ASSIGNMENT
Which lines below mention "HomeState"? Pick each one out.

GIVEN RECORDS
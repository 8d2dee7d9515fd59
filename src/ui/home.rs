use crate::catalog::{self, ACHIEVEMENTS, PROFILE, STREAK_DAYS, SUBJECTS};
use crate::mascot::{HOME_GREETING, HOME_GREETING_TITLE};
use crate::models::{HomeState, Tab};
use crate::progress::LearnerProgress;
use crate::questions::TaskKind;
use crate::ui::layout::calculate_home_chunks;
use crate::utils::{help_line, star_row, truncate_string};
use ratatui::{
    layout::{Alignment, Constraint, Direction, Layout, Rect},
    style::{Color, Modifier, Style},
    text::{Line, Span, Text},
    widgets::{Block, Borders, Gauge, List, ListItem, Paragraph, Tabs, Wrap},
    Frame,
};

pub fn draw_home(f: &mut Frame, state: &HomeState, progress: &LearnerProgress) {
    let layout = calculate_home_chunks(f.area());

    let header = Paragraph::new(vec![
        Line::from(Span::styled(
            catalog::APP_TITLE,
            Style::default()
                .fg(Color::Cyan)
                .add_modifier(Modifier::BOLD),
        )),
        Line::from(catalog::APP_TAGLINE),
    ])
    .alignment(Alignment::Center)
    .block(Block::default().borders(Borders::ALL));
    f.render_widget(header, layout.header_area);

    match state.tab {
        Tab::Home => draw_tasks_tab(f, layout.body_area, state.selected_task, progress),
        Tab::Progress => draw_progress_tab(f, layout.body_area, progress),
        Tab::Achievements => draw_achievements_tab(f, layout.body_area),
        Tab::Profile => draw_profile_tab(f, layout.body_area, progress),
    }

    let titles: Vec<Line> = Tab::ALL
        .iter()
        .enumerate()
        .map(|(i, tab)| Line::from(format!("{} {}", i + 1, tab.label())))
        .collect();
    let nav = Tabs::new(titles)
        .select(state.tab.index())
        .highlight_style(
            Style::default()
                .fg(Color::Yellow)
                .add_modifier(Modifier::BOLD | Modifier::REVERSED),
        )
        .block(Block::default().borders(Borders::ALL));
    f.render_widget(nav, layout.nav_area);

    let mut entries = vec![("1-4", "Вкладки")];
    if state.tab == Tab::Home {
        entries.push(("↑/↓", "Выбор"));
        entries.push(("Enter", "Начать"));
    }
    entries.push(("q", "Выход"));
    let help = Paragraph::new(help_line(&entries))
        .alignment(Alignment::Center)
        .block(Block::default().borders(Borders::ALL));
    f.render_widget(help, layout.help_area);
}

fn draw_tasks_tab(f: &mut Frame, area: Rect, selected: usize, progress: &LearnerProgress) {
    let chunks = Layout::default()
        .direction(Direction::Vertical)
        .constraints([Constraint::Length(4), Constraint::Min(3)])
        .split(area);

    let greeting = Paragraph::new(vec![
        Line::from(Span::styled(
            format!("🦊 {}", HOME_GREETING_TITLE),
            Style::default()
                .fg(Color::LightRed)
                .add_modifier(Modifier::BOLD),
        )),
        Line::from(HOME_GREETING),
    ])
    .wrap(Wrap { trim: true })
    .block(Block::default().borders(Borders::ALL));
    f.render_widget(greeting, chunks[0]);

    let items: Vec<ListItem> = TaskKind::ALL
        .iter()
        .enumerate()
        .map(|(i, kind)| {
            let task = progress.task(*kind);
            let done = if task.completed { " ✅" } else { "" };
            let text = format!(
                "{} {}  {}{}",
                kind.emoji(),
                kind.title(),
                star_row(task.stars),
                done
            );
            let style = if i == selected {
                Style::default()
                    .fg(Color::Yellow)
                    .add_modifier(Modifier::BOLD)
            } else if task.completed {
                Style::default().fg(Color::Green)
            } else {
                Style::default()
            };
            ListItem::new(text).style(style)
        })
        .collect();

    let title = format!(
        "Твои задания {}/{}",
        progress.completed_count(),
        TaskKind::ALL.len()
    );
    let list = List::new(items).block(Block::default().borders(Borders::ALL).title(title));
    f.render_widget(list, chunks[1]);
}

fn draw_progress_tab(f: &mut Frame, area: Rect, progress: &LearnerProgress) {
    let chunks = Layout::default()
        .direction(Direction::Vertical)
        .constraints([
            Constraint::Length(5),
            Constraint::Length(3),
            Constraint::Min(3),
        ])
        .split(area);

    let stats = Paragraph::new(vec![
        Line::from(format!("⭐ Звёзд собрано: {}", progress.total_stars())),
        Line::from(format!(
            "✅ Заданий выполнено: {}",
            progress.completed_count()
        )),
        Line::from(format!("🔥 Дней подряд: {}", STREAK_DAYS)),
    ])
    .block(
        Block::default()
            .borders(Borders::ALL)
            .title("📊 Твой прогресс"),
    );
    f.render_widget(stats, chunks[0]);

    let overall = Gauge::default()
        .block(Block::default().borders(Borders::ALL).title("Задания"))
        .gauge_style(Style::default().fg(Color::Green))
        .percent(progress.percent_complete());
    f.render_widget(overall, chunks[1]);

    let subject_block = Block::default()
        .borders(Borders::ALL)
        .title("Прогресс по предметам");
    let inner = subject_block.inner(chunks[2]);
    f.render_widget(subject_block, chunks[2]);

    let rows = Layout::default()
        .direction(Direction::Vertical)
        .constraints(SUBJECTS.iter().map(|_| Constraint::Length(2)))
        .split(inner);
    for (subject, row) in SUBJECTS.iter().zip(rows.iter()) {
        let gauge = Gauge::default()
            .label(format!("{} {}%", subject.title, subject.percent))
            .gauge_style(Style::default().fg(Color::Cyan))
            .percent(subject.percent);
        f.render_widget(gauge, *row);
    }
}

fn draw_achievements_tab(f: &mut Frame, area: Rect) {
    let width = area.width.saturating_sub(8) as usize;
    let items: Vec<ListItem> = ACHIEVEMENTS
        .iter()
        .map(|achievement| {
            let (mark, style) = if achievement.unlocked {
                ("🔓", Style::default().fg(Color::Yellow))
            } else {
                ("🔒", Style::default().fg(Color::DarkGray))
            };
            let text = Text::from(vec![
                Line::from(format!(
                    "{} {} {}",
                    mark, achievement.emoji, achievement.title
                )),
                Line::from(format!(
                    "     {}",
                    truncate_string(achievement.description, width)
                )),
            ]);
            ListItem::new(text).style(style)
        })
        .collect();

    let list = List::new(items).block(Block::default().borders(Borders::ALL).title(format!(
        "🏆 Достижения {}/{}",
        catalog::unlocked_achievements(),
        ACHIEVEMENTS.len()
    )));
    f.render_widget(list, area);
}

fn draw_profile_tab(f: &mut Frame, area: Rect, progress: &LearnerProgress) {
    let mut text = Text::default();
    text.push_line(Line::from(PROFILE.avatar));
    text.push_line(Line::from(Span::styled(
        PROFILE.name,
        Style::default().add_modifier(Modifier::BOLD),
    )));
    text.push_line(Line::from(PROFILE.grade));
    text.push_line(Line::from(""));
    text.push_line(Line::from(format!(
        "🎯 Всего звёзд: {}",
        progress.total_stars()
    )));
    text.push_line(Line::from(format!(
        "🏅 Достижений: {}",
        catalog::unlocked_achievements()
    )));
    text.push_line(Line::from(""));
    text.push_line(Line::from(Span::styled(
        "⚙️ Настройки",
        Style::default().add_modifier(Modifier::BOLD),
    )));
    for entry in PROFILE.settings {
        text.push_line(Line::from(Span::styled(
            format!("  {}", entry),
            Style::default().fg(Color::DarkGray),
        )));
    }

    let profile = Paragraph::new(text)
        .alignment(Alignment::Center)
        .block(Block::default().borders(Borders::ALL).title("Профиль"));
    f.render_widget(profile, area);
}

SOLUTION TO THE EXERCISE
use crate::models::{HomeState, Tab};
pub fn draw_home(f: &mut Frame, state: &HomeState, progress: &LearnerProgress) {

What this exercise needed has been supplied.